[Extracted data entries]
//! Signal handling for graceful shutdown

use futures::stream::StreamExt;
use signal_hook::consts::{SIGINT, SIGTERM};
use signal_hook_tokio::Signals;
use tracing::{info, warn};

/// Wait for SIGTERM or SIGINT.
///
/// If the handler cannot be installed this never resolves, so the
/// server keeps running and can still be stopped by other means.
pub async fn shutdown_signal() {
    let mut signals = match Signals::new([SIGTERM, SIGINT]) {
        Ok(signals) => signals,
        Err(e) => {
            warn!("Failed to install signal handler: {}", e);
            return futures::future::pending().await;
        }
    };

    if let Some(signal) = signals.next().await {
        let name = if signal == SIGINT { "SIGINT" } else { "SIGTERM" };
        info!("Received {}", name);
    }
}
//! Main application state management

use std::{sync::Mutex, time::Instant};

use chrono::{DateTime, Utc};
use serde::{Deserialize, Serialize};
use tokio::sync::watch;
use tracing::{info, warn};

use super::{theme::sound_label, Controls, Effect, Phase, Preset, Theme, TimerSession};
use crate::{
    audio::{AudioGate, AudioSink},
    codec::{to_seconds, TimeParts},
    tasks::TickerCommand,
};

/// The editable hours/minutes/seconds fields, exactly as entered
#[derive(Debug, Clone, PartialEq, Eq, Default, Serialize, Deserialize)]
pub struct TimeFields {
    pub hours: String,
    pub minutes: String,
    pub seconds: String,
}

impl TimeFields {
    pub fn total_seconds(&self) -> i64 {
        to_seconds(&self.hours, &self.minutes, &self.seconds)
    }
}

impl From<TimeParts> for TimeFields {
    fn from(parts: TimeParts) -> Self {
        Self {
            hours: parts.hours.to_string(),
            minutes: parts.minutes.to_string(),
            seconds: parts.seconds.to_string(),
        }
    }
}

/// Everything a client needs to draw the timer
#[derive(Debug, Clone, Serialize)]
pub struct TimerStatus {
    pub phase: Phase,
    pub remaining_seconds: u64,
    pub last_set_seconds: u64,
    pub display: String,
    pub fields: TimeFields,
    pub sound_enabled: bool,
    pub sound_label: &'static str,
    pub theme: Theme,
    pub theme_label: &'static str,
    pub controls: Controls,
}

/// Controller owning the countdown session and its collaborators
pub struct AppState {
    session: Mutex<TimerSession>,
    fields: Mutex<TimeFields>,
    theme: Mutex<Theme>,
    audio: Mutex<AudioGate>,
    pub presets: Vec<Preset>,
    /// Display sink; receivers see every rendered time
    display_tx: watch::Sender<TimeParts>,
    /// Drives the single tick source
    ticker_tx: watch::Sender<TickerCommand>,
    /// Keep the receivers alive to prevent channel closure
    _display_rx: watch::Receiver<TimeParts>,
    _ticker_rx: watch::Receiver<TickerCommand>,
    /// Server metadata
    pub start_time: Instant,
    pub port: u16,
    pub host: String,
    /// Last action tracking
    last_action: Mutex<Option<String>>,
    last_action_time: Mutex<Option<DateTime<Utc>>>,
}

impl AppState {
    /// Create a controller with sound on, light theme and a zeroed display
    pub fn new(port: u16, host: String, presets: Vec<Preset>, audio: Box<dyn AudioSink>) -> Self {
        let (display_tx, display_rx) = watch::channel(TimeParts::zero());
        let (ticker_tx, ticker_rx) = watch::channel(TickerCommand::Idle);

        Self {
            session: Mutex::new(TimerSession::new(true)),
            fields: Mutex::new(TimeFields::from(TimeParts::zero())),
            theme: Mutex::new(Theme::default()),
            audio: Mutex::new(AudioGate::new(audio)),
            presets,
            display_tx,
            ticker_tx,
            _display_rx: display_rx,
            _ticker_rx: ticker_rx,
            start_time: Instant::now(),
            port,
            host,
            last_action: Mutex::new(None),
            last_action_time: Mutex::new(None),
        }
    }

    pub fn with_sound(self, enabled: bool) -> Self {
        if let Ok(mut session) = self.session.lock() {
            *session = TimerSession::new(enabled);
        }
        self
    }

    pub fn with_theme(self, theme: Theme) -> Self {
        if let Ok(mut current) = self.theme.lock() {
            *current = theme;
        }
        self
    }

    /// Start from the entered fields, or resume if paused
    pub fn start(&self) -> Result<TimerStatus, String> {
        self.user_action("start")?;
        let requested = self.lock_fields()?.total_seconds();
        self.transition(|session| session.start(requested))?;
        self.status()
    }

    pub fn pause(&self) -> Result<TimerStatus, String> {
        self.user_action("pause")?;
        self.transition(TimerSession::pause)?;
        self.status()
    }

    pub fn reset(&self) -> Result<TimerStatus, String> {
        self.user_action("reset")?;
        self.transition(TimerSession::reset)?;
        self.status()
    }

    pub fn stop_alarm(&self) -> Result<TimerStatus, String> {
        self.user_action("stop-alarm")?;
        self.transition(TimerSession::stop_alarm)?;
        self.status()
    }

    /// Apply the preset with this label; `None` if no such preset exists
    pub fn select_preset(&self, label: &str) -> Result<Option<TimerStatus>, String> {
        let Some(preset) = self.presets.iter().find(|p| p.label == label) else {
            warn!("Unknown preset requested: {}", label);
            return Ok(None);
        };

        self.user_action(&format!("preset:{}", preset.label))?;
        let seconds = preset.seconds;
        self.transition(|session| session.apply_preset(seconds))?;
        self.status().map(Some)
    }

    /// Overwrite the editable fields. Ignored while the countdown owns the display.
    pub fn set_fields(&self, fields: TimeFields) -> Result<TimerStatus, String> {
        self.user_action("set-time")?;
        let phase = self.lock_session()?.phase();
        if matches!(phase, Phase::Initial | Phase::Finished) {
            info!(
                "Time fields set to {}:{}:{}",
                fields.hours, fields.minutes, fields.seconds
            );
            *self.lock_fields()? = fields;
        } else {
            warn!("Ignoring time edit while {}", phase);
        }
        self.status()
    }

    pub fn toggle_sound(&self) -> Result<TimerStatus, String> {
        self.user_action("toggle-sound")?;
        self.lock_session()?.toggle_sound();
        self.status()
    }

    pub fn toggle_theme(&self) -> Result<TimerStatus, String> {
        self.user_action("toggle-theme")?;
        let mut theme = self.theme.lock()
            .map_err(|e| format!("Failed to lock theme: {}", e))?;
        *theme = theme.toggled();
        info!("Theme switched to {:?}", *theme);
        drop(theme);
        self.status()
    }

    /// Deliver one tick from the tick source armed for `epoch`
    pub fn tick(&self, epoch: u64) -> Result<(), String> {
        self.transition(|session| session.tick(epoch))
    }

    /// Silence the alarm and stop ticking before the process exits
    pub fn shutdown(&self) {
        if let Ok(mut audio) = self.audio.lock() {
            audio.silence();
        }
        self.ticker_tx.send_replace(TickerCommand::Idle);
        info!("Timer shut down");
    }

    pub fn status(&self) -> Result<TimerStatus, String> {
        let snapshot = self.lock_session()?.snapshot();
        let fields = self.lock_fields()?.clone();
        let theme = *self.theme.lock()
            .map_err(|e| format!("Failed to lock theme: {}", e))?;

        Ok(TimerStatus {
            phase: snapshot.phase,
            remaining_seconds: snapshot.remaining,
            last_set_seconds: snapshot.last_set_time,
            display: self.display_tx.borrow().to_string(),
            fields,
            sound_enabled: snapshot.sound_enabled,
            sound_label: sound_label(snapshot.sound_enabled),
            theme,
            theme_label: theme.toggle_label(),
            controls: snapshot.phase.controls(),
        })
    }

    /// Subscribe to rendered times
    pub fn subscribe_display(&self) -> watch::Receiver<TimeParts> {
        self.display_tx.subscribe()
    }

    /// Subscribe to tick source commands
    pub fn subscribe_ticker(&self) -> watch::Receiver<TickerCommand> {
        self.ticker_tx.subscribe()
    }

    /// Calculate server uptime as a formatted string
    pub fn get_uptime(&self) -> String {
        let duration = self.start_time.elapsed();
        let hours = duration.as_secs() / 3600;
        let minutes = (duration.as_secs() % 3600) / 60;
        let seconds = duration.as_secs() % 60;

        if hours > 0 {
            format!("{}h {}m {}s", hours, minutes, seconds)
        } else if minutes > 0 {
            format!("{}m {}s", minutes, seconds)
        } else {
            format!("{}s", seconds)
        }
    }

    /// Get last action information
    pub fn get_last_action(&self) -> (Option<String>, Option<DateTime<Utc>>) {
        let last_action = self.last_action.lock().ok().and_then(|a| a.clone());
        let last_action_time = self.last_action_time.lock().ok().and_then(|t| *t);
        (last_action, last_action_time)
    }

    /// Record a user interaction; the first one unlocks audio playback
    fn user_action(&self, action: &str) -> Result<(), String> {
        if let Ok(mut last_action) = self.last_action.lock() {
            *last_action = Some(action.to_string());
        }
        if let Ok(mut last_time) = self.last_action_time.lock() {
            *last_time = Some(Utc::now());
        }

        self.audio.lock()
            .map_err(|e| format!("Failed to lock audio: {}", e))?
            .unlock();
        Ok(())
    }

    /// Run a session operation and carry out its effects under the session lock
    fn transition<F>(&self, op: F) -> Result<(), String>
    where
        F: FnOnce(&mut TimerSession) -> Vec<Effect>,
    {
        let mut session = self.lock_session()?;
        let effects = op(&mut *session);
        for effect in effects {
            self.apply(effect)?;
        }
        Ok(())
    }

    fn apply(&self, effect: Effect) -> Result<(), String> {
        match effect {
            Effect::Render(parts) => {
                *self.lock_fields()? = TimeFields::from(parts);
                if let Err(e) = self.display_tx.send(parts) {
                    warn!("Failed to send display update: {}", e);
                }
            }
            Effect::StartTicking { epoch } => {
                if let Err(e) = self.ticker_tx.send(TickerCommand::Run { epoch }) {
                    warn!("Failed to arm ticker: {}", e);
                }
            }
            Effect::StopTicking => {
                if let Err(e) = self.ticker_tx.send(TickerCommand::Idle) {
                    warn!("Failed to stop ticker: {}", e);
                }
            }
            Effect::PlayAlarm { looped } => {
                self.audio.lock()
                    .map_err(|e| format!("Failed to lock audio: {}", e))?
                    .play(looped);
            }
            Effect::SilenceAlarm => {
                self.audio.lock()
                    .map_err(|e| format!("Failed to lock audio: {}", e))?
                    .silence();
            }
        }
        Ok(())
    }

    fn lock_session(&self) -> Result<std::sync::MutexGuard<'_, TimerSession>, String> {
        self.session.lock()
            .map_err(|e| format!("Failed to lock timer session: {}", e))
    }

    fn lock_fields(&self) -> Result<std::sync::MutexGuard<'_, TimeFields>, String> {
        self.fields.lock()
            .map_err(|e| format!("Failed to lock time fields: {}", e))
    }
}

Exercise goal:
Gather up every line in the data above that contains the word "Option", copying each one.

Written answer:
    last_action: Mutex<Option<String>>,
    last_action_time: Mutex<Option<DateTime<Utc>>>,
    pub fn select_preset(&self, label: &str) -> Result<Option<TimerStatus>, String> {
    pub fn get_last_action(&self) -> (Option<String>, Option<DateTime<Utc>>) {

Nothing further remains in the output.